I also saw a very new Israeli housing development being built on Bedouin land in the Negev Desert. These are termed “neighbourhoods” rather than “settlements” because they are within pre-1967 borders. However, this does not get round the fact that the Bedouins have lived there, farmed there, built their villages and even their cemeteries there. It is their home. Within a couple of weeks, the portakabins had received street lights, pavements, water supplies, a public noticeboard, rubbish bins and a children’s playground. The latter was donated by Canadians. The rest came courtesy of the Israeli state. The Jewish families living in these “neighbourhoods” were so confident the land would be expropriated that they were even building gardens.

Although the Bedouins were preparing an appeal, they weren’t optimistic. They had to appeal to the state – which had just invested so much in the new development in terms of utilities and amenities.

The Bedouins had paid taxes for years, but their villages had none of these civic amenities. In fact, all they had seen and experienced was house demolitions. They had brought many legal cases against Israel over the years but had never found true justice.

Bedouin shacks, February 2004

Bedouins are falling ill and suffering miscarriages. There are fears that this is a result of toxic waste and industrial pollution.

Near Bethlehem, we travelled along one of the new apartheid roads. I cannot imagine that there is anywhere else in the world where only people of certain ethnic origins, and vehicles with certain registration numbers, are allowed to use particular roads. Yet, we saw this with our own eyes in the Israeli-occupied West Bank. Villagers told us that they had to go miles out of their way to find a point where they could physically cross these new roads in order to get to the other side. This is another example of how the Israelis are fragmenting society. It makes it hard for Palestinians to visit family members, go shopping or travel to school or work.

Our visit to a hospital which helps to rehabilitate people shot and disabled by Israeli soldiers also revealed the hardships of daily life under military occupation.

In the past, in discussions of the Palestinian-Israeli conflict the one thing that was always thrown at me was how did I know because I had never been there. Well, now I have been and I would encourage anybody else to go and see for themselves what is actually happening. The situation was far worse than I had expected.
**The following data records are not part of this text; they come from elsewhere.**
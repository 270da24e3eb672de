//!
//! Predefined units for conversion
//!

#[derive(Debug, Copy, Clone)]
pub struct UnitDefn {
    pub name: &'static str,
    pub to_meter: f64,
}

macro_rules! unit {
    ($name:expr, $display:expr, $comment:expr, $to_meter:expr) => {
        UnitDefn {
            name: $name,
            to_meter: $to_meter,
        }
    };
}

pub const METER: UnitDefn = unit!("m", "1", "Meter", 1.0);

pub const DEGREES: &str = "degrees";

mod constants {
    use super::*;
    /// Static units table
    /// id, to_meter, display to_meter value, comment, to_meter
    #[rustfmt::skip]
    pub const UNITS: [UnitDefn;21] = [
        unit!("km",      "1000",                 "Kilometer",                    1000.0),
        unit!("m",       "1",                    "Meter",                        1.0),
        unit!("dm",      "1/10",                 "Decimeter",                    0.1),
        unit!("cm",      "1/100",                "Centimeter",                   0.01),
        unit!("mm",      "1/1000",               "Millimeter",                   0.001),
        unit!("kmi",     "1852",                 "International Nautical Mile",  1852.0),
        unit!("in",      "0.0254",               "International Inch",           0.0254),
        unit!("ft",      "0.3048",               "International Foot",           0.3048),
        unit!("yd",      "0.9144",               "International Yard",           0.9144),
        unit!("mi",      "1609.344",             "International Statute Mile",   1609.344),
        unit!("fath",    "1.8288",               "International Fathom",         1.8288),
        unit!("ch",      "20.1168",              "International Chain",          20.1168),
        unit!("link",    "0.201168",             "International Link",           0.201168),
        unit!("us-in",   "1/39.37",              "U.S. Surveyor's Inch",         100./3937.0),
        unit!("us-ft",   "0.304800609601219",    "U.S. Surveyor's Foot",         1200./3937.0),
        unit!("us-yd",   "0.914401828803658",    "U.S. Surveyor's Yard",         3600./3937.0),
        unit!("us-ch",   "20.11684023368047",    "U.S. Surveyor's Chain",        79200./3937.0),
        unit!("us-mi",   "1609.347218694437",    "U.S. Surveyor's Statute Mile", 6336000./3937.0),
        unit!("ind-yd",  "0.91439523",           "Indian Yard",                  0.91439523),
        unit!("ind-ft",  "0.30479841",           "Indian Foot",                  0.30479841),
        unit!("ind-ch",  "20.11669506",          "Indian Chain",                 20.11669506),
    ];
}

pub fn from_value(to_meter: f64) -> UnitDefn {
    UnitDefn { name: "", to_meter }
}

/// Return the unit definition
pub fn find_units(name: &str) -> Option<UnitDefn> {
    constants::UNITS
        .iter()
        .find(|d| d.name.eq_ignore_ascii_case(name))
        .copied()
}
Via Dolorosa, occupied Jerusalem, February 2004

Chris carried his cross down the Via Dolorosa in Jerusalem. What happened to goodwill to all men?

I saw so much. There is so much to say. I could go on for hours, but I could not do it justice. What is happening is truly dreadful. I hope some of these photos will prove to the world what is really happening.

The only real hardhsip we had to endure was the cold weather. It would be an understatement to say who could blame the Palestinians for feeling cold and unloved.